When first we practice to deceive!
Sir Walter Scott penned those lines more than two hundred years ago. If I hadn’t learned that already, I would’ve thought he was writing about Tom Ricketts and his courtiers in the office tower looming over Clark Street. You know the place: 125,000 square feet of corporate glitz at Waveland and Clark on the former site of a coal yard. And it faces the $200 million hotel across the street that was previously a McDonald’s parking lot.
Add to that the new commercial building on Addison that replaced a string of locally owned storefronts. And don’t forget the acquisition of most of those three-flats behind the outfield that serve now as party rooms. If Chuck E. Cheese adopted a baseball theme, you’d have the model for “Wrigleyville.” Quotation marks are appropriate because there’s no neighborhood by that name – it’s more like Brigadoon or Camelot: not a place, but a state of mind.
All this avarice brought to mind those lines from Scott’s poem. The Cubs aren’t a ballclub as much as they are an ATM for the owners. The team pulled off a World Series win, boasted of a dynasty, and when the team’s fortunes waned the owners focused on their other fortunes. Instead of putting money on the field, they’re fielding money in a sportsbook building while cutting the team payroll in a series of disemboweling trades.

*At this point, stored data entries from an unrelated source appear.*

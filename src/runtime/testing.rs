//! Mock implementations for testing
//!
//! These mocks enable integration testing without real I/O.

use super::traits::*;
use crate::state_machine::SessionId;
use crate::store::{Record, StoreError};
use async_trait::async_trait;
use std::io;
use std::path::PathBuf;
use std::sync::Mutex;
use std::time::Duration;
use tokio::sync::mpsc;

// ============================================================================
// In-Memory Record Store
// ============================================================================

/// Record store that keeps appended records in memory
pub struct InMemoryRecordStore {
    records: Mutex<Vec<Record>>,
}

impl InMemoryRecordStore {
    pub fn new() -> Self {
        Self {
            records: Mutex::new(Vec::new()),
        }
    }

    /// Get all appended records in arrival order
    pub fn records(&self) -> Vec<Record> {
        self.records.lock().unwrap().clone()
    }
}

#[async_trait]
impl RecordStore for InMemoryRecordStore {
    async fn append(&self, record: &Record) -> Result<(), StoreError> {
        self.records.lock().unwrap().push(record.clone());
        Ok(())
    }
}

// ============================================================================
// Failing Record Store
// ============================================================================

/// Record store that behaves like an unwritable table
pub struct FailingRecordStore {
    attempts: Mutex<usize>,
}

impl FailingRecordStore {
    pub fn new() -> Self {
        Self {
            attempts: Mutex::new(0),
        }
    }

    /// Number of append calls received
    pub fn attempts(&self) -> usize {
        *self.attempts.lock().unwrap()
    }
}

#[async_trait]
impl RecordStore for FailingRecordStore {
    async fn append(&self, _record: &Record) -> Result<(), StoreError> {
        *self.attempts.lock().unwrap() += 1;
        Err(StoreError::Io {
            path: PathBuf::from("/unwritable/user_data.json"),
            source: io::Error::new(io::ErrorKind::PermissionDenied, "read-only file system"),
        })
    }
}

// ============================================================================
// Recording Reply Sink
// ============================================================================

/// Reply sink that records every reply and streams it to the test
pub struct RecordingReplySink {
    sent: Mutex<Vec<(SessionId, String)>>,
    tx: mpsc::UnboundedSender<(SessionId, String)>,
}

impl RecordingReplySink {
    pub fn new() -> (Self, mpsc::UnboundedReceiver<(SessionId, String)>) {
        let (tx, rx) = mpsc::unbounded_channel();
        let sink = Self {
            sent: Mutex::new(Vec::new()),
            tx,
        };
        (sink, rx)
    }

    /// Reply texts in send order, across all sessions
    pub fn texts(&self) -> Vec<String> {
        self.sent
            .lock()
            .unwrap()
            .iter()
            .map(|(_, text)| text.clone())
            .collect()
    }

    /// Reply texts sent to one session
    pub fn texts_for(&self, session_id: SessionId) -> Vec<String> {
        self.sent
            .lock()
            .unwrap()
            .iter()
            .filter(|(id, _)| *id == session_id)
            .map(|(_, text)| text.clone())
            .collect()
    }
}

#[async_trait]
impl ReplySink for RecordingReplySink {
    async fn send_reply(&self, session_id: SessionId, text: &str) -> Result<(), String> {
        self.sent
            .lock()
            .unwrap()
            .push((session_id, text.to_string()));
        let _ = self.tx.send((session_id, text.to_string()));
        Ok(())
    }
}

/// Wait for the next reply, failing the test if none arrives
pub async fn next_reply(
    rx: &mut mpsc::UnboundedReceiver<(SessionId, String)>,
) -> (SessionId, String) {
    tokio::time::timeout(Duration::from_secs(5), rx.recv())
        .await
        .expect("timed out waiting for reply")
        .expect("reply sink dropped")
}
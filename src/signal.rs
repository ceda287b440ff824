//! Inbound message classification
//!
//! Turns raw message text into the three signals the intake flow
//! understands, plus a catch-all for commands it does not.

/// Command that opens a session
pub const BEGIN_COMMAND: &str = "start";
/// Command that abandons a session
pub const CANCEL_COMMAND: &str = "cancel";

/// A classified inbound message
#[derive(Debug, Clone, PartialEq, Eq)]
pub enum Signal {
    Begin,
    Cancel,
    /// Any other `/command`; never accepted as an answer
    Command(String),
    /// Free text, kept verbatim
    Text(String),
}

impl Signal {
    /// Classify message text.
    ///
    /// Only a `/` followed directly by at least one `[A-Za-z0-9_]` character
    /// is a command, which is exactly what Telegram tags as a `bot_command`
    /// entity. The name is that run of characters, so an `@botname` suffix
    /// or trailing arguments are ignored. Anything else, including a bare
    /// `/` or `/ Main St`, is free text.
    pub fn classify(text: &str) -> Self {
        let Some(rest) = text.strip_prefix('/') else {
            return Signal::Text(text.to_string());
        };

        let end = rest
            .find(|c: char| !(c.is_ascii_alphanumeric() || c == '_'))
            .unwrap_or(rest.len());
        let (name, _) = rest.split_at(end);
        if name.is_empty() {
            return Signal::Text(text.to_string());
        }

        match name {
            BEGIN_COMMAND => Signal::Begin,
            CANCEL_COMMAND => Signal::Cancel,
            other => Signal::Command(other.to_string()),
        }
    }
}
//! Trait abstractions for runtime I/O
//!
//! These traits enable testing the executor with mock implementations.

use crate::state_machine::SessionId;
use crate::store::{Record, StoreError, TableStore};
use crate::telegram::TelegramClient;
use async_trait::async_trait;
use std::sync::Arc;

/// Durable destination for completed records
#[async_trait]
pub trait RecordStore: Send + Sync {
    /// Append one record, returning only once it is persisted
    async fn append(&self, record: &Record) -> Result<(), StoreError>;
}

/// Outbound channel back to the user
#[async_trait]
pub trait ReplySink: Send + Sync {
    /// Send a plain-text reply to the session's chat
    async fn send_reply(&self, session_id: SessionId, text: &str) -> Result<(), String>;
}

// ============================================================================
// Arc implementations for trait objects
// ============================================================================

#[async_trait]
impl<T: RecordStore + ?Sized> RecordStore for Arc<T> {
    async fn append(&self, record: &Record) -> Result<(), StoreError> {
        (**self).append(record).await
    }
}

#[async_trait]
impl<T: ReplySink + ?Sized> ReplySink for Arc<T> {
    async fn send_reply(&self, session_id: SessionId, text: &str) -> Result<(), String> {
        (**self).send_reply(session_id, text).await
    }
}

// ============================================================================
// Production Adapters
// ============================================================================

/// File I/O and the writer lock wait run on the blocking pool
#[async_trait]
impl RecordStore for TableStore {
    async fn append(&self, record: &Record) -> Result<(), StoreError> {
        let store = self.clone();
        let record = record.clone();
        tokio::task::spawn_blocking(move || TableStore::append(&store, &record)).await?
    }
}

#[async_trait]
impl ReplySink for TelegramClient {
    async fn send_reply(&self, session_id: SessionId, text: &str) -> Result<(), String> {
        self.send_message(session_id.chat_id, text)
            .await
            .map_err(|e| e.to_string())
    }
}
//! Bot API wire types (only the fields the intake flow reads)

use serde::{Deserialize, Serialize};

/// Envelope around every Bot API response
#[derive(Debug, Deserialize)]
pub struct ApiResponse<T> {
    pub ok: bool,
    pub result: Option<T>,
    pub description: Option<String>,
    pub error_code: Option<i64>,
}

#[derive(Debug, Clone, Deserialize)]
pub struct Update {
    pub update_id: i64,
    #[serde(default)]
    pub message: Option<Message>,
}

#[derive(Debug, Clone, Deserialize)]
pub struct Message {
    pub chat: Chat,
    #[serde(default)]
    pub from: Option<User>,
    #[serde(default)]
    pub text: Option<String>,
}

#[derive(Debug, Clone, Deserialize)]
pub struct Chat {
    pub id: i64,
}

#[derive(Debug, Clone, Deserialize)]
pub struct User {
    pub id: i64,
}

#[derive(Debug, Serialize)]
pub struct GetUpdatesRequest {
    #[serde(skip_serializing_if = "Option::is_none")]
    pub offset: Option<i64>,
    pub timeout: u64,
    pub allowed_updates: Vec<&'static str>,
}

#[derive(Debug, Serialize)]
pub struct SendMessageRequest<'a> {
    pub chat_id: i64,
    pub text: &'a str,
}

I have to admit it’s fun to watch air leak out of the Cubs’ hubris balloon. We’re Sox fans and we lived through several years of a rebuild, which to Rick Hahn’s credit he never tried to deny, unlike Jed Hoyer’s double-talk about it being different now. Yeah, it’s different, all right.
As I write this, the White Sox are decisively winning the interleague series against the Cubs. Steve Greenberg wrote in the Sun-Times, “There are ships passing in the night, and then there are the Sox and Cubs. One team an ocean liner steaming for the deep waters of playoff baseball. The other an unrecognizable bucket of bolts.”
I’ll avoid the cheap metaphor about the Titanic. I’d rather compare the North Side poseurs to the S.S. Minnow from Gilligan’s Island.
I used to dread the Sox-Cubs series. There was always an aroma of entitlement coming off Cub fans, regardless of the score or the win-loss record. But now the White Sox are good – really good -- and nobody can deny that. Not the barstool blowhards or the ESPN savants. Mark Twain said it best: “Never have a battle of wits with an unarmed person.”
While the North Side nabobs fleece their customers as they deceive them, we can watch them struggle in their tangled web. Enjoy the view as the Sox march forward. I sure am.

- tebman
Tom Ricketts makes Jerry Reinsdorf look like Old Fezziwig.